Con un secondo motivo di doglianza, l’azienda ha censurato il decisum dei giudici di merito per avere ritenuto che l’abuso del diritto di critica (id est la critica esercitata con modalità lesive dell’immagine e del decoro dell’interlocutore) non elidesse il vincolo fiduciario posto a fondamento del rapporto di lavoro, sul rilievo che il CCNL sanzionerebbe con il recesso per giusta causa condotte non solo verbalmente, ma anche fisicamente aggressive ovvero il rifiuto di adempiere ad un ordine legittimo.

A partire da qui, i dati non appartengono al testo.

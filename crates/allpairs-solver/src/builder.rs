//! Ordered domain list and tuple factory.

use crate::domain::{ConfigError, Domain};
use crate::tuple::Tuple;

/// Holds the domains of one generation run in input order.
#[derive(Debug, Clone)]
pub struct TupleSetBuilder {
    domains: Vec<Domain>,
}

impl TupleSetBuilder {
    /// Fails with [`ConfigError::TooFewDomains`] for fewer than two domains.
    pub fn new(domains: Vec<Domain>) -> Result<Self, ConfigError> {
        if domains.len() < 2 {
            return Err(ConfigError::TooFewDomains {
                count: domains.len(),
            });
        }
        Ok(Self { domains })
    }

    pub fn domains(&self) -> &[Domain] {
        &self.domains
    }

    pub fn domain_count(&self) -> usize {
        self.domains.len()
    }

    pub fn domain(&self, index: usize) -> Option<&Domain> {
        self.domains.get(index)
    }

    /// Position of the first domain called `name`.
    pub fn index_of(&self, name: &str) -> Option<usize> {
        self.domains.iter().position(|d| d.name() == name)
    }

    pub fn new_tuple(&self) -> Tuple {
        Tuple::empty(self.domains.len())
    }
}
//! Domains, values and pair requirements.
//!
//! A domain is one parameter dimension whose values are addressed by index
//! `0..size`. A [`Value`] names one of those indices inside one domain, and a
//! [`Requirement`] is a pair of values from two different domains that must
//! appear together in at least one generated tuple.

/// Errors raised while configuring a generation run.
#[derive(Debug, Clone, PartialEq, Eq, thiserror::Error)]
pub enum ConfigError {
    #[error("pairwise generation needs at least 2 domains, got {count}")]
    TooFewDomains { count: usize },

    #[error("domain '{name}' has no values")]
    EmptyDomain { name: String },

    #[error("requirement pairs two values of domain {domain}")]
    SameDomain { domain: usize },
}

/// One parameter dimension.
#[derive(Debug, Clone, PartialEq, Eq)]
pub struct Domain {
    name: String,
    size: usize,
}

impl Domain {
    pub fn new(name: impl Into<String>, size: usize) -> Result<Self, ConfigError> {
        let name = name.into();
        if size < 1 {
            return Err(ConfigError::EmptyDomain { name });
        }
        Ok(Self { name, size })
    }

    pub fn name(&self) -> &str {
        &self.name
    }

    pub fn size(&self) -> usize {
        self.size
    }

    /// Value indices of this domain, lowest first.
    pub fn values(&self) -> std::ops::Range<usize> {
        0..self.size
    }
}

/// A concrete value: index `index` of the domain at position `domain`.
#[derive(Debug, Clone, Copy, PartialEq, Eq, Hash, PartialOrd, Ord)]
pub struct Value {
    pub domain: usize,
    pub index: usize,
}

impl Value {
    pub fn new(domain: usize, index: usize) -> Self {
        Self { domain, index }
    }
}

impl std::fmt::Display for Value {
    fn fmt(&self, f: &mut std::fmt::Formatter<'_>) -> std::fmt::Result {
        write!(f, "d{}={}", self.domain, self.index)
    }
}

/// Two values from different domains that some tuple must carry together.
#[derive(Debug, Clone, Copy, PartialEq, Eq, Hash)]
pub struct Requirement {
    a: Value,
    b: Value,
}

impl Requirement {
    /// Fails with [`ConfigError::SameDomain`] when both values share a domain.
    pub fn new(a: Value, b: Value) -> Result<Self, ConfigError> {
        if a.domain == b.domain {
            return Err(ConfigError::SameDomain { domain: a.domain });
        }
        Ok(Self { a, b })
    }

    /// Caller guarantees `a.domain != b.domain`.
    pub(crate) fn new_unchecked(a: Value, b: Value) -> Self {
        Self { a, b }
    }

    pub fn a(&self) -> Value {
        self.a
    }

    pub fn b(&self) -> Value {
        self.b
    }
}

impl std::fmt::Display for Requirement {
    fn fmt(&self, f: &mut std::fmt::Formatter<'_>) -> std::fmt::Result {
        write!(f, "({}, {})", self.a, self.b)
    }
}
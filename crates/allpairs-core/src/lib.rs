pub mod limits;
pub mod provider;

pub use limits::{GenerationLimits, LimitExceeded};
pub use provider::{Combination, ParameterProvider, ProviderError, ProviderOutput};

Orbene, chiamata a pronunciarsi, con la citata sentenza n. 9635/2016 la Suprema Corte ha accolto il ricorso proposto dall’azienda. Ad avviso degli Ermellini, è precisamente nella ricostruzione sistematica della nozione di insubordinazione che il ragionamento della Corte territoriale palesa la sua fallacia.
Ed invero, posto che essa non può essere limitata al rifiuto di adempiere alla disposizioni impartite ai superiori ma si estende, assai più intensamente, a qualsiasi altro comportamento atto a pregiudicarne l’esecuzione nel quadro dell’organizzazione aziendale, la Cassazione ha affermato che «la critica rivolta ai superiori con modalità esorbitanti dall’obbligo di correttezza formale dei toni e dei contenuti, oltre a contravvenire alle esigenze di tutela della persona umana di cui all’art. 2 Cost., può essere di per sé suscettibile di arrecare pregiudizio all’organizzazione aziendale, dal momento che l’efficienza di quest’ultima riposa in ultima analisi sull’autorevolezza di cui godono i suoi dirigenti e quadri intermedi e tale autorevolezza non può non risentire un pregiudizio allorché il lavoratore, con toni ingiuriosi, attribuisca loro qualità manifestamente disonorevoli».

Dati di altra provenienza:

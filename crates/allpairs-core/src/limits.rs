//! Generation limits.
//!
//! Caps on document size, dimension count, values per dimension and the
//! number of pair requirements a single run may enumerate. Checked before
//! the generator runs so oversized inputs are rejected up front.

use serde::{Deserialize, Serialize};

use allpairs_ir::types::ParameterSpace;
use allpairs_solver::requirement_count;

/// Limits for a single generation run.
#[derive(Debug, Clone, PartialEq, Eq, Serialize, Deserialize)]
#[serde(default)]
pub struct GenerationLimits {
    /// Maximum number of dimensions in a parameter space.
    pub max_dimensions: usize,
    /// Maximum number of values in any one dimension.
    pub max_values_per_dimension: usize,
    /// Maximum number of pair requirements (Σ size(i)·size(j)).
    pub max_requirements: usize,
    /// Maximum parameter-space JSON size in bytes.
    pub max_document_bytes: usize,
}

impl Default for GenerationLimits {
    fn default() -> Self {
        Self {
            max_dimensions: 64,
            max_values_per_dimension: 1024,
            max_requirements: 1_000_000,
            max_document_bytes: 1024 * 1024, // 1 MB
        }
    }
}

/// Which limit a parameter space ran into.
#[derive(Debug, Clone, PartialEq, Eq, thiserror::Error)]
pub enum LimitExceeded {
    #[error("document is {bytes} bytes (max {max})")]
    DocumentTooLarge { bytes: usize, max: usize },

    #[error("{count} dimensions (max {max})")]
    TooManyDimensions { count: usize, max: usize },

    #[error("dimension '{dimension}' has {count} values (max {max})")]
    TooManyValues {
        dimension: String,
        count: usize,
        max: usize,
    },

    #[error("{count} pair requirements (max {max})")]
    TooManyRequirements { count: usize, max: usize },
}

impl GenerationLimits {
    pub fn check_document(&self, bytes: usize) -> Result<(), LimitExceeded> {
        if bytes > self.max_document_bytes {
            return Err(LimitExceeded::DocumentTooLarge {
                bytes,
                max: self.max_document_bytes,
            });
        }
        Ok(())
    }

    /// Check a parsed space. Dimension counts come first so the requirement
    /// count is only computed for spaces of sane shape.
    pub fn check_space(&self, space: &ParameterSpace) -> Result<(), LimitExceeded> {
        if space.dimensions.len() > self.max_dimensions {
            return Err(LimitExceeded::TooManyDimensions {
                count: space.dimensions.len(),
                max: self.max_dimensions,
            });
        }
        if let Some(dimension) = space
            .dimensions
            .iter()
            .find(|d| d.values.len() > self.max_values_per_dimension)
        {
            return Err(LimitExceeded::TooManyValues {
                dimension: dimension.name.clone(),
                count: dimension.values.len(),
                max: self.max_values_per_dimension,
            });
        }
        let count = requirement_count(&space.domain_sizes());
        if count > self.max_requirements {
            return Err(LimitExceeded::TooManyRequirements {
                count,
                max: self.max_requirements,
            });
        }
        Ok(())
    }
}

Né contrari argomenti potevano ritrarsi dalla circostanza (pure valorizzata dalla Corte di merito) secondo cui il CCNL tipizzerebbe come ipotesi di giusta causa di recesso soltanto condotte non solo verbalmente, ma anche fisicamente aggressive: ed invero, la “giusta causa” di licenziamento – osserva la Cassazione – è nozione legale e «il giudice non può ritenersi vincolato dalle previsioni dettate al riguardo dal contratto collettivo, potendo e dovendo ritenere la sussistenza della giusta causa per un grave inadempimento o per un grave comportamento del lavoratore contrario alle norme della comune etica o del comune vivere civile, ove tale grave inadempimento o tale grave comportamento abbia fatto venire meno il rapporto fiduciario tra datore di lavoro e lavoratore, e potendo e dovendo specularmente escludere che il comportamento del lavoratore costituisca di fatto una giusta causa, pur essendo qualificato tale dal contratto collettivo, in considerazione delle circostanze concrete che lo hanno caratterizzato».

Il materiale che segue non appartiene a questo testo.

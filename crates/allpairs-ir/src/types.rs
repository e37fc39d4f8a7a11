use serde::{Deserialize, Serialize};

/// A named set of test-parameter dimensions.
///
/// Dimension order is significant: it is the domain order handed to the
/// pairwise generator.
#[derive(Debug, Clone, PartialEq, Eq, Serialize, Deserialize)]
pub struct ParameterSpace {
    #[serde(default, skip_serializing_if = "Option::is_none")]
    pub name: Option<String>,
    pub dimensions: Vec<Dimension>,
}

impl ParameterSpace {
    /// Number of values in each dimension, in order.
    pub fn domain_sizes(&self) -> Vec<usize> {
        self.dimensions.iter().map(|d| d.values.len()).collect()
    }

    pub fn dimension(&self, name: &str) -> Option<&Dimension> {
        self.dimensions.iter().find(|d| d.name == name)
    }

    /// Size of the full cartesian product (saturating).
    pub fn cartesian_size(&self) -> usize {
        self.dimensions
            .iter()
            .fold(1usize, |acc, d| acc.saturating_mul(d.values.len()))
    }
}

/// One parameter dimension, e.g. `browser` or `viewport_width`.
#[derive(Debug, Clone, PartialEq, Eq, Serialize, Deserialize)]
pub struct Dimension {
    pub name: String,
    pub values: Vec<ParamValue>,
}

/// A concrete parameter value.
#[derive(Debug, Clone, PartialEq, Eq, Hash, PartialOrd, Ord, Serialize, Deserialize)]
#[serde(untagged)]
pub enum ParamValue {
    Bool(bool),
    Int(i64),
    Text(String),
}

impl std::fmt::Display for ParamValue {
    fn fmt(&self, f: &mut std::fmt::Formatter<'_>) -> std::fmt::Result {
        match self {
            ParamValue::Bool(b) => write!(f, "{b}"),
            ParamValue::Int(i) => write!(f, "{i}"),
            ParamValue::Text(s) => write!(f, "{s}"),
        }
    }
}

impl From<&str> for ParamValue {
    fn from(s: &str) -> Self {
        ParamValue::Text(s.to_string())
    }
}

impl From<i64> for ParamValue {
    fn from(i: i64) -> Self {
        ParamValue::Int(i)
    }
}

impl From<bool> for ParamValue {
    fn from(b: bool) -> Self {
        ParamValue::Bool(b)
    }
}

La pronuncia in commento, quindi, si incardina in quell’orientamento della Suprema Corte, ormai consolidato, teso a circoscrivere i limiti del diritto di critica del lavoratore: l’ “attacco” alla autorevolezza dell’ente datoriale perpetrato con modalità esorbitanti dall’obbligo di correttezza formale dei toni e dei contenuti, giustifica in conclusione l’irrogazione della sanzione espulsiva.